Populaire zoektermen

Brede Welvaart Circulariteit Verbonden gemeenschappen Water

Water in Fryslân over 50 jaar: het belang van schetsen en samen de tijd nemen

Gepubliceerd op:
Header afbeelding

Hoe kunnen we landschap en water in Fryslân toekomstbestendig inrichten op een eerlijke manier? 

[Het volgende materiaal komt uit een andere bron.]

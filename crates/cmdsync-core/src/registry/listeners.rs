use std::sync::Arc;

use crate::model::Command;

/// Observer of the one-time "initial load complete" event
pub trait CommandLoadedListener: Send + Sync {
    /// Called once, after the initial command set is readable via `commands()`
    fn on_commands_loaded(&self);
}

/// Observer of the recurring change events
///
/// Callbacks run synchronously on the mutating call, after the change is
/// committed. Listeners must not assume isolation from side effects of
/// listeners called before them in the same dispatch.
pub trait CommandChangedListener: Send + Sync {
    fn on_command_added(&self, command: &Command);

    fn on_command_updated(&self, command: &Command);

    fn on_command_removed(&self, command: &Command);
}

/// Handle returned on listener registration, used to unregister
#[derive(Debug, Clone, Copy, PartialEq, Eq, Hash)]
pub struct ListenerId(u64);

/// Ordered listener list
///
/// Dispatch goes through `snapshot()`, so listeners added or removed while
/// a dispatch is running only see subsequent notifications.
pub(crate) struct ListenerSet<L: ?Sized> {
    next_id: u64,
    entries: Vec<(ListenerId, Arc<L>)>,
}

impl<L: ?Sized> ListenerSet<L> {
    pub(crate) fn new() -> Self {
        Self {
            next_id: 0,
            entries: Vec::new(),
        }
    }

    pub(crate) fn add(&mut self, listener: Arc<L>) -> ListenerId {
        let id = ListenerId(self.next_id);
        self.next_id += 1;
        self.entries.push((id, listener));
        id
    }

    pub(crate) fn remove(&mut self, id: ListenerId) -> bool {
        let before = self.entries.len();
        self.entries.retain(|(entry_id, _)| *entry_id != id);
        self.entries.len() != before
    }

    pub(crate) fn snapshot(&self) -> Vec<Arc<L>> {
        self.entries.iter().map(|(_, l)| l.clone()).collect()
    }
}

Jonge trainees van Provincie Fryslân en het Wetterskip bogen zich over die vraag op een bijzondere manier. Niet met lange teksten en visiedocumenten, maar met stiften en potloden boven kaarten van ons landschap. Onder de open en bezielende begeleiding van drie landschapsarchitecten – Thamar Zeinstra, Job Zeinstra en Martine van Mourik – werd er gesproken en geschetst. Deze werkwijze bleek veel meer op te leveren dan een vergadering of alleen een technische analyse: 

“Landschap is cultuur, is trots. En we denken vaak dat landschap al jaren zo was, maar het blijkt altijd in periodes te veranderen.” – Martine 

“Als het gaat over keuzes maken, dan denken we vaak zwart wit en in direct grote aanpassingen. Deze schetsende sessie liet zien dat je ook kleine stapjes kunt zetten.” – Thamar 

“Als je een potlood pakt met elkaar, gebeurt er iets anders. Het levert mooie gesprekken op en het blijkt uiteindelijk niet zo complex te zijn, we willen veel hetzelfde.” – Job


Het was een interessante, maar zeker geen gemakkelijke opdracht door de vele opgaven waarvoor de provincie staat. Benieuwd naar de resultaten? Luister naar de podcast of lees het onderstaande artikel.

De setting 

Aan de hand van drie verschillende grondsoorten die Fryslân rijk is; zand, veen en klei, hebben Martine, Thamar en Job een mogelijk toekomstbeeld geschetst voor het landschap van Fryslân over 50 jaar, gebaseerd op de input van de trainees. De trainees zijn divers, een mengeling van stedenbouwkundigen, filosofen, ecologen tot taalkundigen van de Friese taal. Niet alleen de resultaten waren interessant maar óók het proces om tot bepaalde keuzes en ideeën te komen. Het onderwerp van bijvoorbeeld het onder water zetten van gebieden of ingrijpende veranderingen in de landbouw zijn zeer gevoelig, dit merkten de landschapsarchitecten op tijdens de gesprekken. Om uit de loopgraven te komen en een dialoog met elkaar aan te gaan, is samen schetsen en visualiseren een krachtig instrument om wederzijds begrip en creatieve ideeën te bevorderen. Iedereen doet mee, wat een band schept en vertrouwen opbouwt.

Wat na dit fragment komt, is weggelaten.